AutoML Job
UtoML can simplify the complicated process of algorithm modeling and model parameter debugging, automatically carry out super-parameter learning, and then automatically build high-precision models, saving labor and lowering the threshold of machine learning.
Create a Job
Select "Training-->AutoML job" in the left navigation bar to enter the AutoML job list page. Click the "Create job" button to enter the create job process.
Logistic Regression
Logical regression automatically selects the optimal model training hyper-parameters through the debugging parameter training data and debugging parameter test data given by the user, and outputs a trained model to the user in cooperation with the model training data.
In a debugging parameter experiment, the debugging parameter algorithm will select a group of parameters according to the user specified parameter range and platform debugging parameter algorithm rules. Based on the hyper-parameters and the training/test data set set by the user for debugging parameter, the debugging parameter algorithm completes a model training and evaluation. Debugging parameter algorithm carries out many such debugging parameter experiments, and finally select the hyper-parameters of one experiment with the best effect to train the model.
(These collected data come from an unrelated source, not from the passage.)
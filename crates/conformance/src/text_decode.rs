//! Helpers for decoding TypeScript conformance source files.
//!
//! TypeScript test corpora include files encoded as UTF-8, UTF-8 with BOM,
//! and UTF-16 (with BOM). The conformance runner should parse directives from
//! those files instead of skipping them as "non-UTF-8".

/// Decode source text from raw bytes, supporting common BOM-based encodings.
#[derive(Debug, Clone, PartialEq, Eq)]
pub enum DecodedSourceText {
    Text(String),
    /// Text decoded from a non-UTF-8 encoding (e.g. UTF-16 with BOM).
    /// The decoded text is available for directive parsing, but the original
    /// bytes should be written to disk so the compiler can detect the encoding.
    TextWithOriginalBytes(String, Vec<u8>),
    Binary(Vec<u8>),
}

/// Decode source text from raw bytes.
///
/// - UTF-16 with BOM decodes to text.
/// - UTF-8 (with or without BOM) decodes to text.
/// - Invalid UTF-8 without BOM is treated as binary and passed through unchanged.
pub fn decode_source_text(bytes: &[u8]) -> DecodedSourceText {
    // UTF-8 BOM
    if bytes.starts_with(&[0xEF, 0xBB, 0xBF]) {
        return match std::str::from_utf8(&bytes[3..]) {
            Ok(s) => DecodedSourceText::Text(s.to_string()),
            Err(_) => DecodedSourceText::Binary(bytes.to_vec()),
        };
    }

    // UTF-16 LE BOM
    if bytes.starts_with(&[0xFF, 0xFE]) {
        return decode_utf16_with_endianness(&bytes[2..], true).map_or_else(
            |_| DecodedSourceText::Binary(bytes.to_vec()),
            |text| DecodedSourceText::TextWithOriginalBytes(text, bytes.to_vec()),
        );
    }

    // UTF-16 BE BOM
    if bytes.starts_with(&[0xFE, 0xFF]) {
        return decode_utf16_with_endianness(&bytes[2..], false).map_or_else(
            |_| DecodedSourceText::Binary(bytes.to_vec()),
            |text| DecodedSourceText::TextWithOriginalBytes(text, bytes.to_vec()),
        );
    }

    // Plain UTF-8
    match std::str::from_utf8(bytes) {
        Ok(s) => DecodedSourceText::Text(s.to_string()),
        Err(_) => DecodedSourceText::Binary(bytes.to_vec()),
    }
}

fn decode_utf16_with_endianness(bytes: &[u8], little_endian: bool) -> Result<String, &'static str> {
    if !bytes.len().is_multiple_of(2) {
        return Err("invalid UTF-16 byte length");
    }

    let words = bytes.chunks_exact(2).map(|chunk| {
        if little_endian {
            u16::from_le_bytes([chunk[0], chunk[1]])
        } else {
            u16::from_be_bytes([chunk[0], chunk[1]])
        }
    });

    std::char::decode_utf16(words)
        .collect::<Result<String, _>>()
        .map_err(|_| "invalid UTF-16")
}

#[cfg(test)]
#[path = "../tests/text_decode_tests.rs"]
mod tests;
The number of label types of training data for parameter debugging training/training test/final model must be 2. Currently, automatic hyper-parametric logistic regression only supports dichotomy. If the data is multi-classified, the job may fail.
Configuration Instructions:
Configuration name | Required | Description |
---|---|---|
Job name | Yes | It can only consist of numbers, letters,-or _ and can only start with letters, with less than 40 characters in length |
Algorithm or framework | Yes | Select Logistic Regression |
Send SMS at the end of job | Yes | Text by default |
L1 regularization coefficient range | Yes | Floating-point numbers greater than 0 and less than 1, support scientific counting |
L2 regularization coefficient range | Yes | Floating-point numbers greater than 0 and less than 1, support scientific counting |
Number of iterations in a single test | Yes | A positive integer from 10 to 200. In each test, the number of iterations of the algorithm will be selected within this range. In the test, all the training data participating in the parameter debugging once is called a round, also called an epoch |
Test times | Yes | A positive integer of 10 to 100 is used for a total of "test times" of tests. Each test selects a group of hyper parameters and combines them with the debugging parameter training data to obtain a model, and uses the debugging parameter test data to evaluate the advantages and disadvantages. After all tests are completed, the platform will select the optimal hyper-parameters, and then output the final model combined with the model training data |
Input data format | Yes | Options include: sparse without weight value, sparse with weight value, and dense data. See the algorithm format requirements on the page for details |
Training data path for debugging parameter | Yes | Store the training data of debugging parameter, use the training data in each test and conduct model training with a group of hyper-parameters |
Parameter test data path | Yes | Store the test data of debugging parameter, use the test data in each test and evaluate the model in combination with the debugging parameter model |
Model training data path | Yes | Store the training data of the model, AutoLR selects a set of super parameters with the best evaluation results from all tests, and outputs the final model in combination with the training data |
Output path | Yes | The path to store the model and log. After the job succeeds, store the model in the path /{job_id}/model, and the log in the path /{job_id}/log |
Computing resources | Yes | Currently, only BML clusters are supported |
Resource package | Yes | Currently, only CPU instance_8 core_32GB memory is supported |
Number of instances | Yes | 2-4 |
Maximum running time | Yes | If the job runs for the maximum running time, BML will automatically force the job to stop, which may cause job failure |
Example configuration:
Training data is the SUSY data downloaded from the Internet. Comma, sed -i s/^/,/g yourfile, has been added at the beginning of each row of data, which is divided and stored on the public BOS. After downloading the data, you can divide and store the debugging parameter training data/debugging parameter test/model training data on your bos, or you can directly use our public bos data for training. Input data format: Dense data Debugging parameter training data path: bos:/bml-public/automl-demo/data/susy-train/ Parameter testing data path: bos:/bml-public/automl-demo/data/susy-test/ Model training data path: bos:/bml-public/automl-demo/data/susy-all/ Model output path and log output path to configure your own bos path.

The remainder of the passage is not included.